Historique et construction d’une station thermale
Localisé sur le troisième chemin vicomtal de Gaston IV de Béarn dit le Croisé, le site des Eaux-Chaudes se trouve sur la route menant vers la frontière espagnole et Sallent-de-Gallego, ainsi que sur le chemin jacquaire de l’Ossau. Les récits de voyageurs et les guides du 19e siècle mettent toujours l’accent sur l’histoire illustre de cette station thermale séculaire et font traditionnellement remonter sa fréquentation au règne de Sanche Ier d’Aragon, qui y aurait guéri de sa goutte, puis à celui de Gaston IV de Béarn dont l’épouse, Talèse d’Aragon, aurait séjourné sur le site dès le 12e siècle et aurait ordonné la construction de l’hospice de Gabas.

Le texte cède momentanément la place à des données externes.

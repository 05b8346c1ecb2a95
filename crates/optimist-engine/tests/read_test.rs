mod helpers;

use std::sync::Arc;
use std::sync::atomic::{AtomicUsize, Ordering};
use std::time::Duration;

use futures::future::join_all;
use helpers::*;
use optimist_core::{CacheKey, Domain, KeyParams, KeyPrefix, keys};
use optimist_engine::{
    CacheStore, EngineConfig, EngineMetrics, EntryState, FetchError, QueryExecutor, ReadOptions,
};
use optimist_remote::ScriptedRemote;
use serde_json::json;
use tokio::sync::oneshot;

fn executor() -> QueryExecutor {
    init_tracing();
    QueryExecutor::new(
        CacheStore::new(),
        Arc::new(EngineConfig::default()),
        EngineMetrics::new(),
    )
}

fn page(n: i64) -> CacheKey {
    keys::list(Domain::clients(), KeyParams::new().with("page", n))
}

async fn wait_until_fetching(executor: &QueryExecutor, key: &CacheKey) {
    while !executor.is_fetching(key) {
        tokio::task::yield_now().await;
    }
}

#[tokio::test]
async fn concurrent_reads_share_one_fetch() {
    let executor = executor();
    let calls = Arc::new(AtomicUsize::new(0));

    let reads = (0..10).map(|_| {
        let calls = calls.clone();
        executor.read(
            page(1),
            move || {
                calls.fetch_add(1, Ordering::SeqCst);
                async {
                    tokio::time::sleep(Duration::from_millis(20)).await;
                    Ok(json!(["a", "b"]))
                }
            },
            ReadOptions::new(),
        )
    });
    let results = join_all(reads).await;

    assert_eq!(calls.load(Ordering::SeqCst), 1);
    assert!(results.iter().all(|r| r == &Ok(json!(["a", "b"]))));
    assert_eq!(executor.store().get(&page(1)).unwrap().state(), EntryState::Fresh);
}

#[tokio::test]
async fn waiters_share_the_same_error() {
    let executor = executor();

    let reads = (0..3).map(|_| {
        executor.read(
            page(1),
            || async {
                tokio::time::sleep(Duration::from_millis(5)).await;
                Err(FetchError::Unavailable("offline".into()))
            },
            ReadOptions::new(),
        )
    });
    let results = join_all(reads).await;

    for result in results {
        assert_eq!(result, Err(FetchError::Unavailable("offline".into())));
    }
    let entry = executor.store().get(&page(1)).unwrap();
    assert_eq!(entry.state(), EntryState::Error);
    assert!(entry.data().is_none());
}

#[tokio::test]
async fn superseded_fetch_cannot_overwrite_newer_data() {
    let executor = executor();
    let (release_old, old_gate) = oneshot::channel::<()>();

    let old = tokio::spawn({
        let executor = executor.clone();
        async move {
            executor
                .read(
                    page(1),
                    move || async move {
                        let _ = old_gate.await;
                        Ok(json!(["old"]))
                    },
                    ReadOptions::new(),
                )
                .await
        }
    });
    wait_until_fetching(&executor, &page(1)).await;

    let newer = executor
        .read(page(1), || async { Ok(json!(["new"])) }, ReadOptions::new().force())
        .await
        .unwrap();
    assert_eq!(newer, json!(["new"]));

    release_old.send(()).unwrap();
    assert_eq!(old.await.unwrap().unwrap(), json!(["old"]));

    let entry = executor.store().get(&page(1)).unwrap();
    assert_eq!(entry.data(), Some(&json!(["new"])));
    assert_eq!(entry.state(), EntryState::Fresh);
}

#[tokio::test]
async fn invalidation_during_fetch_discards_the_result() {
    let executor = executor();
    executor.store().set(page(1), json!(["cached"]));
    let (release, gate) = oneshot::channel::<()>();

    let pending = tokio::spawn({
        let executor = executor.clone();
        async move {
            executor
                .read(
                    page(1),
                    move || async move {
                        let _ = gate.await;
                        Ok(json!(["from before invalidation"]))
                    },
                    ReadOptions::new().force(),
                )
                .await
        }
    });
    wait_until_fetching(&executor, &page(1)).await;

    assert_eq!(
        executor
            .store()
            .invalidate(&KeyPrefix::domain(Domain::clients())),
        1
    );
    release.send(()).unwrap();
    pending.await.unwrap().unwrap();

    let entry = executor.store().get(&page(1)).unwrap();
    assert_eq!(entry.data(), Some(&json!(["cached"])));
    assert_eq!(entry.state(), EntryState::Stale);
    assert!(!executor.is_fetching(&page(1)));

    // El siguiente read refetchea
    let data = executor
        .read(page(1), || async { Ok(json!(["refetched"])) }, ReadOptions::new())
        .await
        .unwrap();
    assert_eq!(data, json!(["refetched"]));
}

#[tokio::test]
async fn invalidating_twice_equals_invalidating_once() {
    let store = CacheStore::new();
    store.set(page(1), json!([1]));
    store.set(page(2), json!([2]));
    store.set(keys::stats(Domain::dashboard(), "summary"), json!({"clients": 2}));
    let prefix = KeyPrefix::domain(Domain::clients());

    assert_eq!(store.invalidate(&prefix), 2);
    let once = store.entries();
    assert_eq!(store.invalidate(&prefix), 0);

    assert_eq!(store.entries(), once);
    assert_eq!(store.get(&page(1)).unwrap().state(), EntryState::Stale);
    assert_eq!(
        store
            .get(&keys::stats(Domain::dashboard(), "summary"))
            .unwrap()
            .state(),
        EntryState::Fresh
    );
}

#[tokio::test]
async fn background_refetch_runs_each_stale_query_once() {
    let executor = executor();
    let calls = Arc::new(AtomicUsize::new(0));
    let fetcher = {
        let calls = calls.clone();
        move || {
            calls.fetch_add(1, Ordering::SeqCst);
            async {
                tokio::time::sleep(Duration::from_millis(5)).await;
                Ok(json!(["fresh"]))
            }
        }
    };
    executor.register(page(1), fetcher);
    executor.store().set(page(1), json!(["old"]));

    executor.store().invalidate(&page(1));
    executor.store().invalidate(&page(1));
    let (first, second) = tokio::join!(executor.refetch_stale(), executor.refetch_stale());

    // La segunda pasada ve la key en fetching y no la repite
    assert_eq!(first + second, 1);
    assert_eq!(calls.load(Ordering::SeqCst), 1);
    assert_eq!(executor.store().data(&page(1)), Some(json!(["fresh"])));
}

#[tokio::test]
async fn keep_previous_data_shows_last_page_while_loading() {
    let executor = executor();
    executor
        .read(page(1), || async { Ok(json!(["p1"])) }, ReadOptions::new())
        .await
        .unwrap();

    let (release, gate) = oneshot::channel::<()>();
    let loading = tokio::spawn({
        let executor = executor.clone();
        async move {
            executor
                .read(
                    page(2),
                    move || async move {
                        let _ = gate.await;
                        Ok(json!(["p2"]))
                    },
                    ReadOptions::new(),
                )
                .await
        }
    });
    wait_until_fetching(&executor, &page(2)).await;

    let options = ReadOptions::new().keep_previous_data(true);
    let view = executor.view(&page(2), &options);
    assert_eq!(view.state, EntryState::Fetching);
    assert!(view.is_placeholder);
    assert!(view.is_loading());
    assert_eq!(view.data, Some(json!(["p1"])));

    release.send(()).unwrap();
    loading.await.unwrap().unwrap();

    let view = executor.view(&page(2), &options);
    assert!(!view.is_placeholder);
    assert_eq!(view.data, Some(json!(["p2"])));
}

#[tokio::test]
async fn mutation_during_fetch_keeps_optimistic_data() {
    let remote = Arc::new(ScriptedRemote::new());
    let (engine, _) = engine(remote.clone());
    seed(&engine, &clients_list(), json!([client("1", "A")])).await;
    let (release, gate) = oneshot::channel::<()>();

    // Refetch en curso con datos del servidor previos a la mutacion
    let refetch = tokio::spawn({
        let engine = engine.clone();
        async move {
            engine
                .read(
                    clients_list(),
                    move || async move {
                        let _ = gate.await;
                        Ok(json!([client("1", "A")]))
                    },
                    ReadOptions::new().force(),
                )
                .await
        }
    });
    while engine.entry(&clients_list()).unwrap().state() != EntryState::Fetching {
        tokio::task::yield_now().await;
    }

    remote.hold();
    let update = tokio::spawn({
        let engine = engine.clone();
        async move { engine.update("clients", "1", json!({"name": "B"})).await }
    });
    remote.wait_for_calls(1).await;

    release.send(()).unwrap();
    refetch.await.unwrap().unwrap();
    assert_eq!(data(&engine, &clients_list())[0]["name"], "B");

    remote.release();
    update.await.unwrap().unwrap();
    assert_eq!(data(&engine, &clients_list())[0]["name"], "B");
}

#[tokio::test]
async fn typed_reads_decode_cached_data() {
    #[derive(Debug, serde::Deserialize, PartialEq)]
    struct Client {
        id: String,
        name: String,
    }

    let executor = executor();
    let clients: Vec<Client> = executor
        .read_as(
            page(1),
            || async { Ok(json!([{"id": "1", "name": "Ann", "status": "active"}])) },
            ReadOptions::new(),
        )
        .await
        .unwrap();

    assert_eq!(
        clients,
        vec![Client {
            id: "1".to_string(),
            name: "Ann".to_string()
        }]
    );
}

Le premier aurait perduré dans la mémoire à travers la source dite du Rey (Houn du Rey) ; la seconde aurait donné son nom à la seconde source dite alors de Talèse, devenue rapidement de l’Esquirette. A la fin du Moyen Age, les vertus curatives de ces deux sources historiques sont à ce point reconnues et nécessaires que leur accès par la route, au centre des préoccupations, fait l’objet de délibérations dans les registres de la communauté de Laruns, qui est en propriétaire, et du syndicat d’Ossau.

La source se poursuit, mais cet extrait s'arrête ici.